You’re inside it, doing unpaid quality assurance. Your frustration is a data point. The moment you give up and flatten your question into the simple, keyword-friendly English the bot can actually parse, congratulations: you just trained it. You became, briefly, the human in the loop, and nobody thanked you or paid you, and you didn’t even get your problem solved.
I could keep going. The team leader watching a wall of dashboards, deciding the exact threshold at which a human gets pulled in. The fraud specialist, the system wakes up at 2 am. But somewhere on that train, I stopped counting the humans and started noticing the work being done quietly. Loop.

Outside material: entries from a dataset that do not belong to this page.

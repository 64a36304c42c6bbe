//! # Suspend-to-Future Bridge
//!
//! Turns an async computation into a [`FutureHandle`] a synchronous caller
//! can attach continuations to.
//!
//! The computation is polled once on the calling thread; a computation that
//! never suspends settles immediately. Otherwise the rest of it moves to the
//! dispatcher's worker runtime. Either way the outcome is stored by a job
//! submitted to the handle's resume context, so continuations observe it on
//! the thread they require.

use std::future::Future;
use std::panic::{self, AssertUnwindSafe};
use std::pin::Pin;
use std::sync::Arc;
use std::task::{Context, Poll};
use std::thread;
use std::time::Duration;

use core_async::time::sleep;
use futures::task::noop_waker;
use futures::FutureExt;
use tracing::{debug, trace};

use crate::context::ThreadContext;
use crate::dispatcher::{panic_message, ThreadAffinityDispatcher};
use crate::error::FetchError;
use crate::handle::{deliver, FutureHandle, Outcome};

type Computation<T> = Pin<Box<dyn Future<Output = thread::Result<Outcome<T>>> + Send>>;

fn flatten<T>(result: thread::Result<Outcome<T>>) -> Outcome<T> {
    result.unwrap_or_else(|payload| Err(FetchError::Panicked(panic_message(payload.as_ref()))))
}

/// Carries a handle through an in-flight computation.
///
/// Dropped without completing (the worker runtime shut down under it), it
/// settles the handle with `DispatcherClosed`.
struct Settlement<T: Clone + Send + 'static> {
    handle: Option<FutureHandle<T>>,
}

impl<T: Clone + Send + 'static> Settlement<T> {
    fn new(handle: FutureHandle<T>) -> Self {
        Self {
            handle: Some(handle),
        }
    }

    /// Stores `outcome` from the handle's resume context.
    fn complete(mut self, outcome: Outcome<T>) {
        let Some(handle) = self.handle.take() else {
            return;
        };
        let context = handle.context().clone();
        let dispatcher = Arc::clone(handle.dispatcher());
        deliver(
            &dispatcher,
            &context,
            Box::new(move |outcome| {
                handle.resolve(outcome);
            }),
            outcome,
        );
    }
}

impl<T: Clone + Send + 'static> Drop for Settlement<T> {
    fn drop(&mut self) {
        if let Some(handle) = self.handle.take() {
            trace!("Computation abandoned; settling with DispatcherClosed");
            handle.resolve(Err(FetchError::DispatcherClosed));
        }
    }
}

/// Adapts async and blocking computations to [`FutureHandle`]s.
#[derive(Clone, Debug)]
pub struct SuspendToFutureBridge {
    dispatcher: Arc<ThreadAffinityDispatcher>,
}

impl SuspendToFutureBridge {
    pub fn new(dispatcher: Arc<ThreadAffinityDispatcher>) -> Self {
        Self { dispatcher }
    }

    pub fn dispatcher(&self) -> &Arc<ThreadAffinityDispatcher> {
        &self.dispatcher
    }

    /// A fresh pending handle resuming on `context`.
    pub fn handle<T: Clone + Send + 'static>(&self, context: ThreadContext) -> FutureHandle<T> {
        FutureHandle::new(Arc::clone(&self.dispatcher), context)
    }

    /// Starts `computation` and returns a handle settled with its outcome on
    /// `resume`.
    pub fn invoke<T, Fut>(&self, computation: Fut, resume: ThreadContext) -> FutureHandle<T>
    where
        T: Clone + Send + 'static,
        Fut: Future<Output = Outcome<T>> + Send + 'static,
    {
        let handle = self.handle(resume);
        self.invoke_into(&handle, computation);
        handle
    }

    /// Starts `computation` and settles the existing `handle` with it.
    pub fn invoke_into<T, Fut>(&self, handle: &FutureHandle<T>, computation: Fut)
    where
        T: Clone + Send + 'static,
        Fut: Future<Output = Outcome<T>> + Send + 'static,
    {
        let settlement = Settlement::new(handle.clone());
        if self.dispatcher.is_closed() {
            settlement.complete(Err(FetchError::DispatcherClosed));
            return;
        }

        let runtime = self.dispatcher.worker_runtime();
        let mut computation: Computation<T> = Box::pin(AssertUnwindSafe(computation).catch_unwind());

        // Timers and I/O created during the first poll register with the
        // worker runtime, which owns the rest of the computation.
        let first_poll = {
            let _enter = runtime.enter();
            let waker = noop_waker();
            let mut cx = Context::from_waker(&waker);
            computation.as_mut().poll(&mut cx)
        };

        match first_poll {
            Poll::Ready(result) => settlement.complete(flatten(result)),
            Poll::Pending => {
                trace!("Computation suspended; continuing on worker runtime");
                drop(runtime.spawn(async move {
                    let result = computation.await;
                    settlement.complete(flatten(result));
                }));
            }
        }
    }

    /// Runs a synchronous computation on the worker context and returns a
    /// handle settled with its outcome on `resume`.
    pub fn invoke_blocking<T, F>(&self, computation: F, resume: ThreadContext) -> FutureHandle<T>
    where
        T: Clone + Send + 'static,
        F: FnOnce() -> Outcome<T> + Send + 'static,
    {
        let handle = self.handle(resume);
        self.invoke_blocking_into(&handle, computation);
        handle
    }

    pub fn invoke_blocking_into<T, F>(&self, handle: &FutureHandle<T>, computation: F)
    where
        T: Clone + Send + 'static,
        F: FnOnce() -> Outcome<T> + Send + 'static,
    {
        let settlement = Settlement::new(handle.clone());
        let work = move || {
            let outcome = flatten(panic::catch_unwind(AssertUnwindSafe(computation)));
            settlement.complete(outcome);
        };
        if let Err(error) = self.dispatcher.submit(&ThreadContext::Worker, work) {
            debug!(%error, "Blocking computation refused");
        }
    }

    /// A derived handle that fails with [`FetchError::TimedOut`] unless
    /// `handle` settles within `duration`. `handle` itself is unaffected.
    pub fn with_timeout<T>(&self, handle: &FutureHandle<T>, duration: Duration) -> FutureHandle<T>
    where
        T: Clone + Send + 'static,
    {
        let derived = handle.subscribe(handle.context().clone());
        if self.dispatcher.is_closed() {
            return derived;
        }

        let timer = derived.clone();
        drop(self.dispatcher.worker_runtime().spawn(async move {
            sleep(duration).await;
            if timer.settle(Err(FetchError::TimedOut(duration)), false) {
                debug!(?duration, "Handle timed out");
            }
        }));
        derived
    }
}

#[cfg(test)]
mod tests {
    use super::*;
    use crate::handle::HandleState;
    use std::sync::atomic::{AtomicUsize, Ordering};
    use std::sync::mpsc;

    fn bridge() -> SuspendToFutureBridge {
        let dispatcher = ThreadAffinityDispatcher::builder()
            .worker_threads(2)
            .thread_name_prefix("bridge-test")
            .build()
            .unwrap();
        SuspendToFutureBridge::new(dispatcher)
    }

    #[test]
    fn test_ready_computation_settles_before_returning() {
        let bridge = bridge();
        let handle = bridge.invoke(async { Ok::<_, FetchError>(5) }, ThreadContext::Any);
        assert_eq!(handle.peek().unwrap().unwrap(), 5);
    }

    #[test]
    fn test_suspended_computation_continues_on_worker_runtime() {
        let bridge = bridge();
        let handle = bridge.invoke(
            async {
                sleep(Duration::from_millis(20)).await;
                Ok(thread::current().name().map(str::to_string))
            },
            ThreadContext::Any,
        );
        assert_eq!(handle.state(), HandleState::Pending);

        let (tx, rx) = mpsc::channel();
        handle.on_complete(move |outcome| tx.send(outcome).unwrap());
        let name = rx.recv_timeout(Duration::from_secs(5)).unwrap().unwrap();
        assert!(name.unwrap().starts_with("bridge-test-"));
    }

    async fn explode() -> Outcome<u8> {
        panic!("fetcher blew up")
    }

    #[test]
    fn test_panicking_computation_settles_as_panicked() {
        let bridge = bridge();
        let handle = bridge.invoke(explode(), ThreadContext::Any);
        match handle.peek() {
            Some(Err(FetchError::Panicked(message))) => assert_eq!(message, "fetcher blew up"),
            other => panic!("unexpected outcome: {other:?}"),
        }
    }

    #[test]
    fn test_blocking_computation_runs_on_worker() {
        let bridge = bridge();
        let caller = thread::current().id();
        let handle = bridge.invoke_blocking(
            move || Ok(thread::current().id() != caller && ThreadContext::Worker.is_satisfied()),
            ThreadContext::Any,
        );

        let (tx, rx) = mpsc::channel();
        handle.on_success(move |off_thread| tx.send(off_thread).unwrap());
        assert!(rx.recv_timeout(Duration::from_secs(5)).unwrap());
    }

    #[test]
    fn test_invoke_after_shutdown_is_dispatcher_closed() {
        let bridge = bridge();
        bridge.dispatcher().shutdown();
        let calls = Arc::new(AtomicUsize::new(0));
        let counted = Arc::clone(&calls);

        let handle = bridge.invoke(
            async move {
                counted.fetch_add(1, Ordering::SeqCst);
                Ok(1)
            },
            ThreadContext::Any,
        );

        assert!(matches!(handle.peek(), Some(Err(FetchError::DispatcherClosed))));
        assert_eq!(calls.load(Ordering::SeqCst), 0);

        let blocking: FutureHandle<u8> = bridge.invoke_blocking(|| Ok(1), ThreadContext::Any);
        assert!(matches!(blocking.peek(), Some(Err(FetchError::DispatcherClosed))));
    }

    #[test]
    fn test_timeout_fails_derived_handle_only() {
        let bridge = bridge();
        let slow: FutureHandle<u8> = bridge.handle(ThreadContext::Any);
        let bounded = bridge.with_timeout(&slow, Duration::from_millis(10));

        let (tx, rx) = mpsc::channel();
        bounded.on_failure(move |error| tx.send(error).unwrap());
        let error = rx.recv_timeout(Duration::from_secs(5)).unwrap();

        assert!(matches!(error, FetchError::TimedOut(after) if after == Duration::from_millis(10)));
        assert_eq!(slow.state(), HandleState::Pending);
        assert!(slow.resolve(Ok(1)));
    }

    #[test]
    fn test_timeout_does_not_fire_after_settlement() {
        let bridge = bridge();
        let fast = bridge.handle(ThreadContext::Any);
        let bounded = bridge.with_timeout(&fast, Duration::from_millis(10));

        fast.resolve(Ok(9));
        thread::sleep(Duration::from_millis(30));
        assert_eq!(bounded.peek().unwrap().unwrap(), 9);
    }
}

At the Edge, Not the Center
Because here’s what “in the loop” actually tells you, if you listen to it. It tells you where the human stands. Not at the center. At the edge. The loop is the system, the system is the thing, and the human is a station the process passes through when it needs checking; a backstop, a fail-safe, a quality gate. The machine is the noun. The person is the safety feature. That’s not me being cynical about the technology; that’s just what the preposition is telling you. In. The human is in the loop the way a fuse is in a circuit. Useful right up until someone works out how to design it out.
And someone designed it that way. That’s the human I went looking for and didn’t expect to find. The loop has an author. The author has a manager. The manager has a number to hit this quarter. The decision to place the human at the edge rather than the middle wasn’t made by the agent, the labeler, the designer, or you. It was made in a room, by a person, weighing a cost against a risk. That person is the most powerful human in the loop and the one furthest from the headset. They never appear in the diagram either, which is convenient, because the diagram is the thing they signed off on.
Centered on Which Human?
So, when I hear “human-centered AI” now, I find myself asking a small, slightly awkward question. Centered on which human? Because every one of them has a claim. The agent drowning in the hard calls. The labeler teaching their own replacement. The designer writing apologies in advance. The customer doing free QA. And the person in the room who decided where everyone else would stand.
Most of the time, if I’m honest, the answer is: centered on the last one. The budget sits in their room, not in ours, and “human-centered” becomes a label we paste over a decision that was really about cost. I don’t think that’s villainy. I think it’s just easier. Nobody sets out to build a cold system. They set out to hit a number, and the cold system is what’s left over when they do.
Flip the Preposition
But it doesn’t have to land there, and this is the part I actually believe. The whole thing turns on one little preposition, and the preposition is the wrong way round. We’ve built setups where the human is in the machine’s loop, pulled in when the machine gets stuck, clocked by the machine’s stopwatch, taught to feed the machine that’s being built to need them less.
Flip it.
Put the human in the center and ask the machine to sit in their loop instead. Let the technology be the thing that gets pulled in when the person needs it, on the person’s terms, judged by whether the person, the agent, and the customer all actually came out of it better than they went in.
That’s the test, and it isn’t a soft one. It’s harder to build, slower to ship, and it doesn’t demo nearly as cleanly on slide eleven. But it’s the whole difference between a human in the loop and a human at the heart of the thing.
And here’s the part I can’t dodge. I’m not pointing at someone else’s deck. I built that slide. My company makes the platform that runs the loop, which means the diagram is ours, and so is the quiet call about where the human stands in it. That’s why I wrote this down. If the human ends up at the edge, the technology didn’t put them there. Someone like me did. Which means someone like me can move them.